The Studios of Key West proceeds from the traditional approach to the artist colony established by the likes of Yaddo and the MacDowell Colony and expanded more recently by Anderson Ranch, the Vermont Studio Center, and the Atlantic Center for the Arts. Founding executive director Eric Holowacz was installed in early 2007 and was responsible for developing and implementing a strategic plan and building the organisation, programming, partnerships, community engagement ethic, and brand from the ground up.

Between 2001 and 2006, initial ideas for The Studios of Key West were developed by civic and arts leaders throughout the community. The Studios of Key West was officially established in 2006 as a 501(c)3 non-profit organization cultural organization, and soon after began building a campus in and around the historic Key West Armory building.
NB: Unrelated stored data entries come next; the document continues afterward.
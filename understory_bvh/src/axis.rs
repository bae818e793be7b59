// Copyright 2025 the Understory Authors
// SPDX-License-Identifier: Apache-2.0 OR MIT

//! Splitting-axis strategies.
//!
//! At every interior node the builder asks a strategy for a line, then projects
//! the primitives' *centroids* onto it. The strategy itself only ever sees the
//! node's *vertex positions* and its freshly fitted bound: vertices choose the
//! axis, centroids drive the split.

use glam::Vec3;

use crate::fit;
use crate::types::Axis;
use crate::volume::SplitAxisHint;

/// Chooses the line used to split a node.
pub trait AxisStrategy<B> {
    /// Splitting axis for a node whose primitives have the given vertex positions
    /// and were bounded by `bound`.
    fn splitting_axis(&self, positions: &[Vec3], bound: &B) -> Axis;
}

/// Fit the node's vertex positions with an orthogonal-regression line.
///
/// Splits across the direction of maximal positional variance, independent of the
/// bounding volume type.
#[derive(Copy, Clone, Debug, Default)]
pub struct OrthogonalLineAxis;

impl<B> AxisStrategy<B> for OrthogonalLineAxis {
    fn splitting_axis(&self, positions: &[Vec3], _bound: &B) -> Axis {
        fit::orthogonal_line(positions)
    }
}

/// Use the bounding volume's own [`SplitAxisHint`].
///
/// Cheaper than a line fit; the axis choice follows whatever volume is in use.
#[derive(Copy, Clone, Debug, Default)]
pub struct VolumeAxis;

impl<B: SplitAxisHint> AxisStrategy<B> for VolumeAxis {
    fn splitting_axis(&self, _positions: &[Vec3], bound: &B) -> Axis {
        bound.splitting_axis()
    }
}

impl<B, F> AxisStrategy<B> for F
where
    F: Fn(&[Vec3], &B) -> Axis,
{
    fn splitting_axis(&self, positions: &[Vec3], bound: &B) -> Axis {
        self(positions, bound)
    }
}

#[cfg(test)]
mod tests {
    use super::*;
    use crate::volume::{Aabb3, BoundingVolume};

    fn positions() -> [Vec3; 4] {
        [
            Vec3::new(0.0, 0.0, 0.0),
            Vec3::new(1.0, 1.0, 0.0),
            Vec3::new(2.0, 2.0, 0.0),
            Vec3::new(3.0, 3.0, 0.0),
        ]
    }

    #[test]
    fn line_fit_ignores_bound() {
        let pts = positions();
        let axis = OrthogonalLineAxis.splitting_axis(&pts, &Aabb3::default());
        let d = axis.direction.dot(Vec3::new(1.0, 1.0, 0.0).normalize());
        assert!(d * d > 0.999, "direction {:?}", axis.direction);
        assert_eq!(axis.origin, Vec3::new(1.5, 1.5, 0.0));
    }

    #[test]
    fn volume_axis_delegates_to_hint() {
        let pts = positions();
        let mut b = Aabb3::default();
        b.fit(&pts);
        // Square footprint: ties go to x.
        assert_eq!(VolumeAxis.splitting_axis(&pts, &b), b.splitting_axis());
        assert_eq!(b.splitting_axis().direction, Vec3::X);
    }

    #[test]
    fn closures_are_strategies() {
        let fixed = |_: &[Vec3], _: &Aabb3| Axis::new(Vec3::ZERO, Vec3::Z);
        let axis = fixed.splitting_axis(&positions(), &Aabb3::default());
        assert_eq!(axis.direction, Vec3::Z);
    }
}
Following the initial strategic plan, Holowacz rapidly developed the campus, programming, brand, and external partnerships as a combination of artist studios and residencies and inclusive community and cultural programming. The key founding staff included Sharon McGauley, Elena Devers, and Lauren McAloon. Founding Board members were Peyton Evans, Lynn Kaufelt, John Martini, Ken Domanski and Ann Henderson; and the first home for The Studios of Key West was the historic Armory on White Street, originally built between 1900–1903 as the drill hall and armory for the Florida state militia. Following continued growth over its first decade, The Studios of Key West acquired a new headquarters at 533 Eaton Street, where the non-profit organization has been based since 2015.